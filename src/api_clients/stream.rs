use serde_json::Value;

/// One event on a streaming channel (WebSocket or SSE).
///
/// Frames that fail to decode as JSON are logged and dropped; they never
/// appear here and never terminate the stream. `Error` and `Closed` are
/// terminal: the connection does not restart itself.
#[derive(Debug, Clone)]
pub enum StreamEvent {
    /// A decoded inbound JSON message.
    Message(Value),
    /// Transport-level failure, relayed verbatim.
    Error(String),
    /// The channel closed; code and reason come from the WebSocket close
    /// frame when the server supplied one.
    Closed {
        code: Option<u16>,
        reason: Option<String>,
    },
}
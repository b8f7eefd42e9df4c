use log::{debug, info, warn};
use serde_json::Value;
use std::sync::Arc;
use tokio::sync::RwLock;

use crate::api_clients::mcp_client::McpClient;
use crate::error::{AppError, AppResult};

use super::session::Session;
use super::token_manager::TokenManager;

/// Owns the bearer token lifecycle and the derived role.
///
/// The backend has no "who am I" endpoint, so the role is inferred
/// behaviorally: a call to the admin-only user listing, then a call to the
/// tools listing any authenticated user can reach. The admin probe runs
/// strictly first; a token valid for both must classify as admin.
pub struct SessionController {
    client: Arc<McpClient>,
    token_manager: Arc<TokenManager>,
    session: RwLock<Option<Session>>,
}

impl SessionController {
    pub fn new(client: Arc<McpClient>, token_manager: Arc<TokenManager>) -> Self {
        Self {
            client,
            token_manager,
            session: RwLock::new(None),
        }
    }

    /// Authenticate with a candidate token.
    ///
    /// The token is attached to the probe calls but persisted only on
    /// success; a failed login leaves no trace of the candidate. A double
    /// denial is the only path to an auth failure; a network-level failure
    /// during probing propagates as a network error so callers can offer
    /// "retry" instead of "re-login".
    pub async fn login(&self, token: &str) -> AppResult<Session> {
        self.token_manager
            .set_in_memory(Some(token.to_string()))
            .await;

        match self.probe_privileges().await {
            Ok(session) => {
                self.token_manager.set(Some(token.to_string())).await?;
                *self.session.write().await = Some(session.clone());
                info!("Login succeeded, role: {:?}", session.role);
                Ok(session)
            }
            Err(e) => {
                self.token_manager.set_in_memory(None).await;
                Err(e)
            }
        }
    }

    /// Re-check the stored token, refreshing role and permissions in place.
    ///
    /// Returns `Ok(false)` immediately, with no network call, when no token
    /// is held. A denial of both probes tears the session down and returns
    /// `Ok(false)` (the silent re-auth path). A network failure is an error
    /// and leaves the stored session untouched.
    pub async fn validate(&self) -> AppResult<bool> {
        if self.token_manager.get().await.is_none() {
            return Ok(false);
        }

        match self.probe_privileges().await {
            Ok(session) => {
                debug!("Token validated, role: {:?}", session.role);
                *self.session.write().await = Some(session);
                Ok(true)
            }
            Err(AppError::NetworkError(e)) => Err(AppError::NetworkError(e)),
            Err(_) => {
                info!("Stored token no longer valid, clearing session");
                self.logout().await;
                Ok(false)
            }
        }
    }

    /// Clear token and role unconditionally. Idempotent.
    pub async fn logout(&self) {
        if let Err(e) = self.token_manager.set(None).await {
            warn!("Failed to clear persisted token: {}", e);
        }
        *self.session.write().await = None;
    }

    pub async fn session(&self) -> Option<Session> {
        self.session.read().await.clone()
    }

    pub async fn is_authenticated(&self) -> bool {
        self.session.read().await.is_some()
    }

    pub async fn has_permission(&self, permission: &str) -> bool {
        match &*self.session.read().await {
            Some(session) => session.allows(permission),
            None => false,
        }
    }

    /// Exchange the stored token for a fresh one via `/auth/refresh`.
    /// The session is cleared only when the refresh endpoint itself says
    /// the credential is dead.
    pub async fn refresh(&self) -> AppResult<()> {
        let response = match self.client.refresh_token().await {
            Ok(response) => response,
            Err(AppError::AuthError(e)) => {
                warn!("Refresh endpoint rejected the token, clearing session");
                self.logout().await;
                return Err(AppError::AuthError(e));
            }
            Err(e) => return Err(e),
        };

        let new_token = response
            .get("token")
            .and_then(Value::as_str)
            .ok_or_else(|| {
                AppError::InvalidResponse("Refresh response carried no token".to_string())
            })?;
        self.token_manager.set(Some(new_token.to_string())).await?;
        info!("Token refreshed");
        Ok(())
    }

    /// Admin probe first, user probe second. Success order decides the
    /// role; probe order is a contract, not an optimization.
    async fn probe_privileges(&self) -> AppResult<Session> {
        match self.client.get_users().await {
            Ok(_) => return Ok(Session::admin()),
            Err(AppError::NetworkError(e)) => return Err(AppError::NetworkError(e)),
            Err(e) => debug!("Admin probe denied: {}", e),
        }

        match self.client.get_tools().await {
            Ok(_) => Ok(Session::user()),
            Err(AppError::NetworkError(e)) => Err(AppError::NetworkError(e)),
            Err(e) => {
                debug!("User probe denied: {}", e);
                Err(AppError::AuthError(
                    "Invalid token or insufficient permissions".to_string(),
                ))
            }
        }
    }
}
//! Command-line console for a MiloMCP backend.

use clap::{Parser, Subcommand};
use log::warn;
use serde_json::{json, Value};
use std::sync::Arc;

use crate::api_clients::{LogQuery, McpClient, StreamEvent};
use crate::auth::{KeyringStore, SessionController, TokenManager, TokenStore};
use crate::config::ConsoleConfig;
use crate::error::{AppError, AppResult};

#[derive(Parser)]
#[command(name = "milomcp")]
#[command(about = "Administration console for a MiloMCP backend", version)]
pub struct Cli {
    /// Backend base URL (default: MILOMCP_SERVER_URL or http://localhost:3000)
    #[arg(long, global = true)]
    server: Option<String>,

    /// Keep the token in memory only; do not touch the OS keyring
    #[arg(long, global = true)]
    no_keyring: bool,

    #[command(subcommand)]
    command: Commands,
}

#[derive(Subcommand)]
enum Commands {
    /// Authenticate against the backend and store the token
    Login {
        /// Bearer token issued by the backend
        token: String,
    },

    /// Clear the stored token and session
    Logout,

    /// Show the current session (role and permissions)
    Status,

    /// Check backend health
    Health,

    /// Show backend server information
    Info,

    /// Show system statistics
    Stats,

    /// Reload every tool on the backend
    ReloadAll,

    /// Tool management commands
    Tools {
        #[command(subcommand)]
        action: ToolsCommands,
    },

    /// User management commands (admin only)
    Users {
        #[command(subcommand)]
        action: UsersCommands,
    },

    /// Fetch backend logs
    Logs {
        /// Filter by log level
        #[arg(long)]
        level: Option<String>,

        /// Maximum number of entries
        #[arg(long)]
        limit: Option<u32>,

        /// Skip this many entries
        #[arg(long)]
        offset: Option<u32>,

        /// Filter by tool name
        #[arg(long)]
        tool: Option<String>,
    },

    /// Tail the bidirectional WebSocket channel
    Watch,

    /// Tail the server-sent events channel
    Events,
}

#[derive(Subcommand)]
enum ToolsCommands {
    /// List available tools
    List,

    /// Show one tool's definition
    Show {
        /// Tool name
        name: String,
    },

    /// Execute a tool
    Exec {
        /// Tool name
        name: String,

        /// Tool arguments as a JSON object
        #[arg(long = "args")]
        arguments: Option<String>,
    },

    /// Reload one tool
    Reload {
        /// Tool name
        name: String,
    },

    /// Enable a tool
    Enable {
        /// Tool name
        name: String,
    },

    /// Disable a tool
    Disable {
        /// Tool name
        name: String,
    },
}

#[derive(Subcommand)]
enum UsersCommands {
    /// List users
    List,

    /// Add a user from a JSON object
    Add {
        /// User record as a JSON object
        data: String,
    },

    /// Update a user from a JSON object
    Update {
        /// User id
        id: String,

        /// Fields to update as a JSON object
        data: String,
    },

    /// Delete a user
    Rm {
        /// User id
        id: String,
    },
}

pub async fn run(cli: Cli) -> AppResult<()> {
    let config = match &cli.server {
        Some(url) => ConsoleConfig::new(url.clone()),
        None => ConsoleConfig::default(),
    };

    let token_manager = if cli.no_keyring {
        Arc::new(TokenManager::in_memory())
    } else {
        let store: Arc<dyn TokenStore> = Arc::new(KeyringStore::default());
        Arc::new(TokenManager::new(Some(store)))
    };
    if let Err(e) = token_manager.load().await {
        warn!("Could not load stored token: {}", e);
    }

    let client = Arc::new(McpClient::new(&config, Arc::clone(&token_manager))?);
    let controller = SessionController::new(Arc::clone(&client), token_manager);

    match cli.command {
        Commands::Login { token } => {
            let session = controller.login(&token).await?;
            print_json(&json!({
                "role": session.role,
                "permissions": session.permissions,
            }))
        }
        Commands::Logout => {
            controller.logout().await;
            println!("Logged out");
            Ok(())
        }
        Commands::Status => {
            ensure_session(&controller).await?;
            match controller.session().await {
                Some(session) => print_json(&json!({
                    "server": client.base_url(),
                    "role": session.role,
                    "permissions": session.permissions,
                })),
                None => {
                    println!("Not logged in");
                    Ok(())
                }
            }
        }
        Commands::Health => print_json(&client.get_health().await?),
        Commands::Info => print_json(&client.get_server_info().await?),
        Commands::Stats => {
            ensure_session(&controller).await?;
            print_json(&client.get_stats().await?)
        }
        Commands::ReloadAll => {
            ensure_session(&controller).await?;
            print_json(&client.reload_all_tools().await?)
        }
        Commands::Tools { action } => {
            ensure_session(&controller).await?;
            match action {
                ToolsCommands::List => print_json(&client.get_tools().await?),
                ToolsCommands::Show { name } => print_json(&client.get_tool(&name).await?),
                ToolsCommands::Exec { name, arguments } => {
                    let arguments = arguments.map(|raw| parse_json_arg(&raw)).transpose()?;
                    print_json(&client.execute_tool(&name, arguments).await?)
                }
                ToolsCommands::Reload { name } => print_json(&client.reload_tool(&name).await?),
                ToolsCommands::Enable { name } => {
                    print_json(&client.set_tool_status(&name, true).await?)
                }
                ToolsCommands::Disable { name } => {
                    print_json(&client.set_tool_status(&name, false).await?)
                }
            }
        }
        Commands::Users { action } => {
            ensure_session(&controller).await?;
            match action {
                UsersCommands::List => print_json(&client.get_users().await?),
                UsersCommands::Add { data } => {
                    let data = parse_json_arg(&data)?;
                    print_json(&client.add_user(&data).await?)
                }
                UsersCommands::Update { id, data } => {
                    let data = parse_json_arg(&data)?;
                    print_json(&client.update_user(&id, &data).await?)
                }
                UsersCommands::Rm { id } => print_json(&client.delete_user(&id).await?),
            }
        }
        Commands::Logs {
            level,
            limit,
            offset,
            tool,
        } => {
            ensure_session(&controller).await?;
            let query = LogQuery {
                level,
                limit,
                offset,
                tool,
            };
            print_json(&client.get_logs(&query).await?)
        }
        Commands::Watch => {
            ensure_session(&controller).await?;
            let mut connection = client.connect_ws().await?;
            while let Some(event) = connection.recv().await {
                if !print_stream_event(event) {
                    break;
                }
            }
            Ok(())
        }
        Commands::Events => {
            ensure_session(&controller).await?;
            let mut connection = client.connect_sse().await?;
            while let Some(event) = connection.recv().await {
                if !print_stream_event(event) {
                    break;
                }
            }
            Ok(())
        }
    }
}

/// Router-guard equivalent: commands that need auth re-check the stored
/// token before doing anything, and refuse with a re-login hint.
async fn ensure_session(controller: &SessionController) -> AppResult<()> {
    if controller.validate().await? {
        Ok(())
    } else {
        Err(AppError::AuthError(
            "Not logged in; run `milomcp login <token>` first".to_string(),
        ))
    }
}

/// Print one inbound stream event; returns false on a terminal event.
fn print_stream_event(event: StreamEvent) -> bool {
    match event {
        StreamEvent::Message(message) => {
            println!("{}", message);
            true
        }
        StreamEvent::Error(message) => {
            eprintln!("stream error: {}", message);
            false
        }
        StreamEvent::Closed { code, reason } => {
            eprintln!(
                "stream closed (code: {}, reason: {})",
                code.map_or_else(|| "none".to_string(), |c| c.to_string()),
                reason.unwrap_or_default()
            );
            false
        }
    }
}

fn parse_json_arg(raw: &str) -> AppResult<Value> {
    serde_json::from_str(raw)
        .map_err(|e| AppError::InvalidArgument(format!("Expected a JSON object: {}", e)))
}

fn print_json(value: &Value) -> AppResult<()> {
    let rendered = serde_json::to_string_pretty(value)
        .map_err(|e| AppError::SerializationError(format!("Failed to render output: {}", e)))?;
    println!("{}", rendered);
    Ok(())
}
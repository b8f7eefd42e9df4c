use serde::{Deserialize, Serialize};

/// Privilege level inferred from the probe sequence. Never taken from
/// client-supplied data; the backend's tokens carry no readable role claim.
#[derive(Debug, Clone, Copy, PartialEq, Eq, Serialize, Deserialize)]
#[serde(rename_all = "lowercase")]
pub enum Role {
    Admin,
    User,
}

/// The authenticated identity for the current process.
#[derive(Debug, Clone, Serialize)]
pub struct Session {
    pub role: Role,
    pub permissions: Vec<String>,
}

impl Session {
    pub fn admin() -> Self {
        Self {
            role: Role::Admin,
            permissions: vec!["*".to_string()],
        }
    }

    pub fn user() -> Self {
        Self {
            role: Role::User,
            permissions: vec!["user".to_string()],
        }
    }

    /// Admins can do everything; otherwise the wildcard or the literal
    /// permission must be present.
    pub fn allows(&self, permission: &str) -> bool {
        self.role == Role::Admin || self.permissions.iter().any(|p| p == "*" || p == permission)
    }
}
* * * *
* **What you will do**: All lines of the listing that contain the word "itself" should be copied out.

* **Final answer**:
/// terminal: the connection does not restart itself.
    /// The session is cleared only when the refresh endpoint itself says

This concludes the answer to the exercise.